Zhang Guangjie
A dewdrop on a grass stem, so small. The sky in its body
Also so small. It's like a map in one hundred thousandth
It shakes slightly, and there will be 100,000 acres of wheat rippling
100,000 ridges of sorghum, dancing the red silk dance of the sunset
However, these are so small that they are the smallest pectoral muscles in the motherland
If, the Yellow River is stretched by the sea
If the blood vessel is scalded by a naked child
It is still so small, so faint, so fleeting and fleeting
My hard forehead was like the morning sun rising from the top of Bayankara Mountain, a night of whiteheads
The appearance of dew in traditional poetry is mostly related to the bleak journey and the short sigh of life, such as Cao Cao's "Short Song Line": "When it is a song to wine, what is life?

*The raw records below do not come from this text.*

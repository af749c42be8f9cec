//! Report mailer — hands generated expense reports to whatever can email them.

pub mod channels;
pub mod config;
pub mod delivery;
pub mod error;
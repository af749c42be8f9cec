//! Delivery channels — collaborator traits and desktop implementations.

pub mod channel;
pub mod cli;
pub mod smtp;
pub mod system;

pub use channel::*;
pub use cli::CliChooser;
pub use smtp::SmtpDirectShare;
pub use system::SystemUrlDispatcher;
//! Channel capability model — which delivery channels exist per platform,
//! what each accepts, and where the sequence goes when one fails.
//!
//! Pure data. The sequencer walks these tables; nothing here performs I/O.

use std::str::FromStr;

use crate::delivery::types::ChannelId;
use crate::error::ConfigError;

/// Platform the mailer runs on.
#[derive(Debug, Clone, Copy, PartialEq, Eq, Default)]
pub enum Platform {
    /// Direct mail-app share is reliable.
    Android,
    /// Direct share is unreliable for files; skip the chooser when it fails.
    Ios,
    /// SMTP direct channel, terminal chooser (probed, it needs a terminal),
    /// OS mailto handler.
    #[default]
    Desktop,
}

impl Platform {
    pub fn as_str(&self) -> &'static str {
        match self {
            Platform::Android => "android",
            Platform::Ios => "ios",
            Platform::Desktop => "desktop",
        }
    }
}

impl std::fmt::Display for Platform {
    fn fmt(&self, f: &mut std::fmt::Formatter<'_>) -> std::fmt::Result {
        f.write_str(self.as_str())
    }
}

impl FromStr for Platform {
    type Err = ConfigError;

    fn from_str(s: &str) -> Result<Self, Self::Err> {
        match s.trim().to_lowercase().as_str() {
            "android" => Ok(Platform::Android),
            "ios" => Ok(Platform::Ios),
            "desktop" | "linux" | "macos" | "windows" => Ok(Platform::Desktop),
            other => Err(ConfigError::InvalidValue {
                key: "MAILER_PLATFORM".into(),
                message: format!("unknown platform '{other}' (expected android, ios or desktop)"),
            }),
        }
    }
}

/// What one channel accepts and how it behaves.
#[derive(Debug, Clone, Copy, PartialEq, Eq)]
pub struct ChannelCapability {
    pub id: ChannelId,
    /// Carries the whole attachment list rather than only the primary file.
    pub multiple_attachments: bool,
    /// Can carry at least one attachment.
    pub carries_attachments: bool,
    /// Accepts explicit recipient addresses.
    pub recipient_targeting: bool,
    /// Takes an explicit content-type hint.
    pub content_type_hint: bool,
    /// Opens a user-visible chooser instead of targeting an app.
    pub modal_chooser: bool,
    /// Ask the channel whether it is usable before invoking it.
    pub probe: bool,
    /// Next channel to try when this one does not deliver.
    pub fallback: Option<ChannelId>,
}

const DIRECT: ChannelCapability = ChannelCapability {
    id: ChannelId::Direct,
    multiple_attachments: false,
    carries_attachments: true,
    recipient_targeting: true,
    content_type_hint: true,
    modal_chooser: false,
    probe: false,
    fallback: Some(ChannelId::Chooser),
};

const CHOOSER: ChannelCapability = ChannelCapability {
    id: ChannelId::Chooser,
    multiple_attachments: true,
    carries_attachments: true,
    recipient_targeting: false,
    content_type_hint: false,
    modal_chooser: true,
    probe: false,
    fallback: Some(ChannelId::Mailto),
};

const MAILTO: ChannelCapability = ChannelCapability {
    id: ChannelId::Mailto,
    multiple_attachments: false,
    carries_attachments: false,
    recipient_targeting: true,
    content_type_hint: false,
    modal_chooser: false,
    probe: false,
    fallback: None,
};

const RELIABLE_DIRECT: &[ChannelCapability] = &[DIRECT, CHOOSER, MAILTO];

const DESKTOP: &[ChannelCapability] = &[
    DIRECT,
    ChannelCapability {
        probe: true,
        ..CHOOSER
    },
    MAILTO,
];

const UNRELIABLE_DIRECT: &[ChannelCapability] = &[
    ChannelCapability {
        probe: true,
        fallback: Some(ChannelId::Mailto),
        ..DIRECT
    },
    CHOOSER,
    MAILTO,
];

/// Ordered channel table for one platform. The first entry is where every
/// delivery starts.
#[derive(Debug, Clone, PartialEq, Eq)]
pub struct PlatformProfile {
    pub name: String,
    channels: Vec<ChannelCapability>,
}

impl PlatformProfile {
    /// Built-in profile for a platform.
    pub fn for_platform(platform: Platform) -> Self {
        let channels = match platform {
            Platform::Android => RELIABLE_DIRECT,
            Platform::Desktop => DESKTOP,
            Platform::Ios => UNRELIABLE_DIRECT,
        };
        Self {
            name: platform.as_str().to_string(),
            channels: channels.to_vec(),
        }
    }

    /// Custom table. Returns `None` if it is empty or a fallback points at a
    /// channel missing from the table.
    pub fn custom(name: impl Into<String>, channels: Vec<ChannelCapability>) -> Option<Self> {
        if channels.is_empty() {
            return None;
        }
        let dangling = channels
            .iter()
            .filter_map(|c| c.fallback)
            .any(|next| !channels.iter().any(|c| c.id == next));
        if dangling {
            return None;
        }
        Some(Self {
            name: name.into(),
            channels,
        })
    }

    /// Channel every delivery starts with.
    pub fn entry(&self) -> ChannelId {
        self.channels[0].id
    }

    pub fn capability(&self, id: ChannelId) -> Option<&ChannelCapability> {
        self.channels.iter().find(|c| c.id == id)
    }

    pub fn channels(&self) -> &[ChannelCapability] {
        &self.channels
    }

    /// Channels in the order a fully failing delivery visits them.
    pub fn fallback_chain(&self) -> Vec<ChannelId> {
        let mut chain = Vec::new();
        let mut next = Some(self.entry());
        while let Some(id) = next {
            if chain.contains(&id) {
                break;
            }
            chain.push(id);
            next = self.capability(id).and_then(|c| c.fallback);
        }
        chain
    }
}

impl From<Platform> for PlatformProfile {
    fn from(platform: Platform) -> Self {
        Self::for_platform(platform)
    }
}

/// Capability entry of the built-in table, for building custom profiles.
pub fn builtin(id: ChannelId) -> ChannelCapability {
    match id {
        ChannelId::Direct => DIRECT,
        ChannelId::Chooser => CHOOSER,
        ChannelId::Mailto => MAILTO,
    }
}

#[cfg(test)]
mod tests {
    use super::*;

    #[test]
    fn reliable_profile_walks_every_channel() {
        let profile = PlatformProfile::for_platform(Platform::Android);
        assert_eq!(profile.entry(), ChannelId::Direct);
        assert_eq!(
            profile.fallback_chain(),
            vec![ChannelId::Direct, ChannelId::Chooser, ChannelId::Mailto]
        );
    }

    #[test]
    fn desktop_uses_reliable_ordering() {
        assert_eq!(
            PlatformProfile::for_platform(Platform::Desktop).fallback_chain(),
            PlatformProfile::for_platform(Platform::Android).fallback_chain()
        );
    }

    #[test]
    fn desktop_probes_chooser_only() {
        let profile = PlatformProfile::for_platform(Platform::Desktop);
        assert!(profile.capability(ChannelId::Chooser).unwrap().probe);
        assert!(!profile.capability(ChannelId::Direct).unwrap().probe);
        assert!(!profile.capability(ChannelId::Mailto).unwrap().probe);
    }

    #[test]
    fn unreliable_profile_skips_chooser() {
        let profile = PlatformProfile::for_platform(Platform::Ios);
        assert_eq!(
            profile.fallback_chain(),
            vec![ChannelId::Direct, ChannelId::Mailto]
        );
        assert!(profile.capability(ChannelId::Direct).unwrap().probe);
    }

    #[test]
    fn channel_shapes() {
        let profile = PlatformProfile::for_platform(Platform::Android);
        let direct = profile.capability(ChannelId::Direct).unwrap();
        assert!(!direct.multiple_attachments);
        assert!(direct.recipient_targeting);
        assert!(direct.content_type_hint);

        let chooser = profile.capability(ChannelId::Chooser).unwrap();
        assert!(chooser.multiple_attachments);
        assert!(chooser.modal_chooser);

        let mailto = profile.capability(ChannelId::Mailto).unwrap();
        assert!(!mailto.carries_attachments);
        assert_eq!(mailto.fallback, None);
    }

    #[test]
    fn custom_profile_rejects_dangling_fallback() {
        let table = vec![ChannelCapability {
            fallback: Some(ChannelId::Chooser),
            ..builtin(ChannelId::Direct)
        }];
        assert!(PlatformProfile::custom("broken", table).is_none());
        assert!(PlatformProfile::custom("empty", vec![]).is_none());
    }

    #[test]
    fn fallback_chain_stops_on_cycle() {
        let table = vec![
            ChannelCapability {
                fallback: Some(ChannelId::Chooser),
                ..builtin(ChannelId::Direct)
            },
            ChannelCapability {
                fallback: Some(ChannelId::Direct),
                ..builtin(ChannelId::Chooser)
            },
        ];
        let profile = PlatformProfile::custom("loop", table).unwrap();
        assert_eq!(
            profile.fallback_chain(),
            vec![ChannelId::Direct, ChannelId::Chooser]
        );
    }

    #[test]
    fn platform_parsing() {
        assert_eq!("Android".parse::<Platform>().unwrap(), Platform::Android);
        assert_eq!(" ios ".parse::<Platform>().unwrap(), Platform::Ios);
        assert_eq!("macos".parse::<Platform>().unwrap(), Platform::Desktop);
        assert!("palm".parse::<Platform>().is_err());
    }
}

For example, the morning dew, going to the day is more bitter..." In the time dimension, the shortness of dew is analogous to the shortness of life, which is already an overly familiar way of association. Therefore, this poem takes a different path, from the spatial dimension, from the small and subtle ends of the dew, expanding layer by layer, like ripples, constantly extending to a wider space on the surface of the water of thought. In this way, when readers see the reading expectations triggered by the title, they are broken through layer by layer to update the reading experience.

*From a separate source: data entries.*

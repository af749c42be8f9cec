//! Attachment normalization — canonical `file://` locators and the primary
//! attachment surfaced for single-file channels.
//!
//! Pure string handling, no filesystem access.

use crate::delivery::types::{AttachmentInput, AttachmentRef, PrimaryAttachment};

/// Scheme prefix added to bare filesystem paths.
pub const FILE_SCHEME: &str = "file://";

/// MIME type assumed for the primary attachment when none is given.
pub const DEFAULT_MIME_TYPE: &str = "application/pdf";

/// Normalize caller attachments into scheme-qualified refs, order preserved.
pub fn normalize(inputs: &[AttachmentInput]) -> Vec<AttachmentRef> {
    inputs
        .iter()
        .map(|input| match input {
            AttachmentInput::Path(path) => AttachmentRef {
                locator: qualify(path),
                mime_type: None,
            },
            AttachmentInput::Described { path, mime_type } => AttachmentRef {
                locator: qualify(path),
                mime_type: mime_type.clone().filter(|m| !m.trim().is_empty()),
            },
        })
        .collect()
}

/// Surface the first attachment's locator, MIME type and filename.
///
/// `None` when there is no attachment or the first one has a blank path.
pub fn primary(attachments: &[AttachmentRef]) -> Option<PrimaryAttachment> {
    let first = attachments.first()?;
    let path = first
        .locator
        .split_once("://")
        .map_or(first.locator.as_str(), |(_, rest)| rest);
    if path.trim().is_empty() {
        return None;
    }
    Some(PrimaryAttachment {
        locator: first.locator.clone(),
        mime_type: first
            .mime_type
            .clone()
            .unwrap_or_else(|| DEFAULT_MIME_TYPE.to_string()),
        filename: filename(&first.locator).to_string(),
    })
}

/// Prefix `file://` unless the locator already carries a scheme.
pub fn qualify(locator: &str) -> String {
    if has_scheme(locator) {
        locator.to_string()
    } else {
        format!("{FILE_SCHEME}{locator}")
    }
}

/// Substring after the last `/` (the whole locator if there is none).
pub fn filename(locator: &str) -> &str {
    locator.rsplit('/').next().unwrap_or(locator)
}

/// Filesystem path behind a `file://` locator, if it is one.
pub fn local_path(locator: &str) -> Option<&str> {
    locator.strip_prefix(FILE_SCHEME)
}

/// `scheme://` where scheme is `ALPHA *( ALPHA / DIGIT / "+" / "-" / "." )`.
pub fn has_scheme(locator: &str) -> bool {
    let Some((scheme, _)) = locator.split_once("://") else {
        return false;
    };
    let mut chars = scheme.chars();
    match chars.next() {
        Some(c) if c.is_ascii_alphabetic() => {}
        _ => return false,
    }
    chars.all(|c| c.is_ascii_alphanumeric() || matches!(c, '+' | '-' | '.'))
}
//! Configuration types.
//!
//! Everything is read from environment variables; the binary layers CLI
//! flags on top.

use crate::delivery::capability::Platform;
use crate::error::ConfigError;

/// Default SMTP submission port.
const DEFAULT_SMTP_PORT: u16 = 587;

/// Mailer configuration.
#[derive(Debug, Clone)]
pub struct MailerConfig {
    /// Platform profile driving the fallback order.
    pub platform: Platform,
    /// SMTP settings for the direct channel. `None` disables it.
    pub smtp: Option<SmtpConfig>,
    /// Whether the terminal chooser asks before opening attachments.
    pub chooser_interactive: bool,
}

impl MailerConfig {
    /// Build config from the process environment.
    pub fn from_env() -> Result<Self, ConfigError> {
        Self::from_lookup(|key| std::env::var(key).ok())
    }

    /// Build config from an arbitrary variable lookup.
    pub fn from_lookup<F>(lookup: F) -> Result<Self, ConfigError>
    where
        F: Fn(&str) -> Option<String>,
    {
        let platform = match lookup("MAILER_PLATFORM") {
            Some(value) if !value.trim().is_empty() => value.parse()?,
            _ => Platform::default(),
        };

        let chooser_interactive = match lookup("MAILER_CHOOSER_INTERACTIVE") {
            Some(value) => parse_bool("MAILER_CHOOSER_INTERACTIVE", &value)?,
            None => true,
        };

        Ok(Self {
            platform,
            smtp: SmtpConfig::from_lookup(&lookup)?,
            chooser_interactive,
        })
    }
}

impl Default for MailerConfig {
    fn default() -> Self {
        Self {
            platform: Platform::default(),
            smtp: None,
            chooser_interactive: true,
        }
    }
}

/// SMTP settings for the direct email channel.
#[derive(Debug, Clone)]
pub struct SmtpConfig {
    pub host: String,
    pub port: u16,
    pub username: String,
    pub password: String,
    pub from_address: String,
}

impl SmtpConfig {
    /// Returns `Ok(None)` if `MAILER_SMTP_HOST` is not set (channel disabled).
    fn from_lookup<F>(lookup: &F) -> Result<Option<Self>, ConfigError>
    where
        F: Fn(&str) -> Option<String>,
    {
        let Some(host) = lookup("MAILER_SMTP_HOST").filter(|h| !h.trim().is_empty()) else {
            return Ok(None);
        };

        let port = match lookup("MAILER_SMTP_PORT") {
            Some(raw) => raw.trim().parse().map_err(|e| ConfigError::InvalidValue {
                key: "MAILER_SMTP_PORT".into(),
                message: format!("{e}"),
            })?,
            None => DEFAULT_SMTP_PORT,
        };

        let username = lookup("MAILER_SMTP_USERNAME").unwrap_or_default();
        let password = lookup("MAILER_SMTP_PASSWORD").unwrap_or_default();
        let from_address = lookup("MAILER_FROM_ADDRESS").unwrap_or_else(|| username.clone());
        if from_address.is_empty() {
            return Err(ConfigError::MissingEnvVar("MAILER_FROM_ADDRESS".into()));
        }

        Ok(Some(Self {
            host,
            port,
            username,
            password,
            from_address,
        }))
    }
}

fn parse_bool(key: &str, value: &str) -> Result<bool, ConfigError> {
    match value.trim().to_lowercase().as_str() {
        "1" | "true" | "yes" | "on" => Ok(true),
        "0" | "false" | "no" | "off" => Ok(false),
        other => Err(ConfigError::InvalidValue {
            key: key.to_string(),
            message: format!("expected a boolean, got '{other}'"),
        }),
    }
}

#[cfg(test)]
mod tests {
    use std::collections::HashMap;

    use super::*;

    fn lookup_from(pairs: &[(&str, &str)]) -> impl Fn(&str) -> Option<String> {
        let map: HashMap<String, String> = pairs
            .iter()
            .map(|(k, v)| (k.to_string(), v.to_string()))
            .collect();
        move |key: &str| map.get(key).cloned()
    }

    #[test]
    fn empty_environment_uses_defaults() {
        let config = MailerConfig::from_lookup(lookup_from(&[])).unwrap();
        assert_eq!(config.platform, Platform::Desktop);
        assert!(config.smtp.is_none());
        assert!(config.chooser_interactive);
    }

    #[test]
    fn platform_is_parsed() {
        let config = MailerConfig::from_lookup(lookup_from(&[("MAILER_PLATFORM", "iOS")])).unwrap();
        assert_eq!(config.platform, Platform::Ios);
    }

    #[test]
    fn unknown_platform_is_rejected() {
        let err = MailerConfig::from_lookup(lookup_from(&[("MAILER_PLATFORM", "symbian")]))
            .unwrap_err();
        assert!(matches!(err, ConfigError::InvalidValue { .. }));
    }

    #[test]
    fn smtp_defaults_port_and_from_address() {
        let config = MailerConfig::from_lookup(lookup_from(&[
            ("MAILER_SMTP_HOST", "smtp.example.com"),
            ("MAILER_SMTP_USERNAME", "me@example.com"),
        ]))
        .unwrap();
        let smtp = config.smtp.unwrap();
        assert_eq!(smtp.host, "smtp.example.com");
        assert_eq!(smtp.port, 587);
        assert_eq!(smtp.from_address, "me@example.com");
    }

    #[test]
    fn smtp_without_sender_is_rejected() {
        let err = MailerConfig::from_lookup(lookup_from(&[("MAILER_SMTP_HOST", "smtp.example.com")]))
            .unwrap_err();
        assert!(matches!(err, ConfigError::MissingEnvVar(_)));
    }

    #[test]
    fn smtp_bad_port_is_rejected() {
        let err = MailerConfig::from_lookup(lookup_from(&[
            ("MAILER_SMTP_HOST", "smtp.example.com"),
            ("MAILER_SMTP_PORT", "not-a-port"),
            ("MAILER_FROM_ADDRESS", "me@example.com"),
        ]))
        .unwrap_err();
        assert!(matches!(err, ConfigError::InvalidValue { .. }));
    }

    #[test]
    fn chooser_flag_parses_booleans() {
        let config =
            MailerConfig::from_lookup(lookup_from(&[("MAILER_CHOOSER_INTERACTIVE", "no")])).unwrap();
        assert!(!config.chooser_interactive);

        let err = MailerConfig::from_lookup(lookup_from(&[("MAILER_CHOOSER_INTERACTIVE", "maybe")]))
            .unwrap_err();
        assert!(matches!(err, ConfigError::InvalidValue { .. }));
    }
}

The poem is short, but the tone and rhythm change is relatively rich, the whole poem does not stop at a key, but from the bass to the high note, from gentle to agitated, from subtle to grand, there are many changes in the middle, ups and downs, like the process of the convergence of thin streams into the river and the sea, after each small turn, it will enter a more open water. The opening sentence, "The dew on a grass stem, so small," is low in tone and soothing; the next sentence, "The sky in its body, is so small." Like a map in one hundred thousandth of a thousand", the tone rises, connecting the dew with the sky and the map, and the space is opened up; the third sentence introduces a more open scene: "one hundred thousand acres of wheat" and "one hundred thousand ridges of sorghum", the dew is like a small shaky convex mirror, refracting the vast scene, and from static to dynamic; the ensuing turning sentence "But, these are so small, is the smallest piece of pectoral muscles of the motherland", and then pulls the field of vision back and suppresses the high tone. This is the rhythm of the first part: or - Yang - or. In the second part, the two sentences beginning with "if", produce strange and comfortable changes in rhythm and sentence pattern; the tone continues to climb, and the space continues to expand, but soon, the sentence "is still so small, so slight, so fleeting", so that the tone drops again, it can be said to drop to the lowest point, to the mournful silence; the last sentence, at this lowest point, suddenly bottoms out, rises to the top of the mountain, and the more powerful the sound, almost broken, and then abruptly stopped. The rhythm of the second part is: Yang - or - Yang. In such a small space, it is not easy to make many changes in imaginary space, language, sentence form and tone. The poem itself is like a drop of dew, so small, but it seems to contain a lot.
Guest Comment: Zang Di
Poet Profile
Zhang Guangjie, a native of Luoning, Henan, a member of the Henan Provincial Writers Association, a contracted writer of Luoyang Academy of Literature, and the vice president of Luoyang Prose and Poetry Society; he has published more than 400 poems and prose poems in newspapers and periodicals such as Poetry Journal, People's Daily, and Xingxing Poetry Journal; his works have been selected into "2000 Chinese Poetry Selection", "2002 China Best Prose Poems", "2018 Chinese Prose Poetry Selection", "2019 Chinese Soul · Selected Poems of 100 Prose Poets" and other anthologies; he is the author of the poetry collection "Black Coffee and White Coffee", and co-author of "The Starting Point".
Expert Profiles
Zang Di was born in Beijing in 1964. He graduated from Peking University, received his Ph.D. in literature in 1997, and was a visiting scholar at the University of California, Davis from 1999 to 2000. He won the 2000 Poetry Award from Writer Magazine and is currently a professor in the Department of Chinese, Peking University.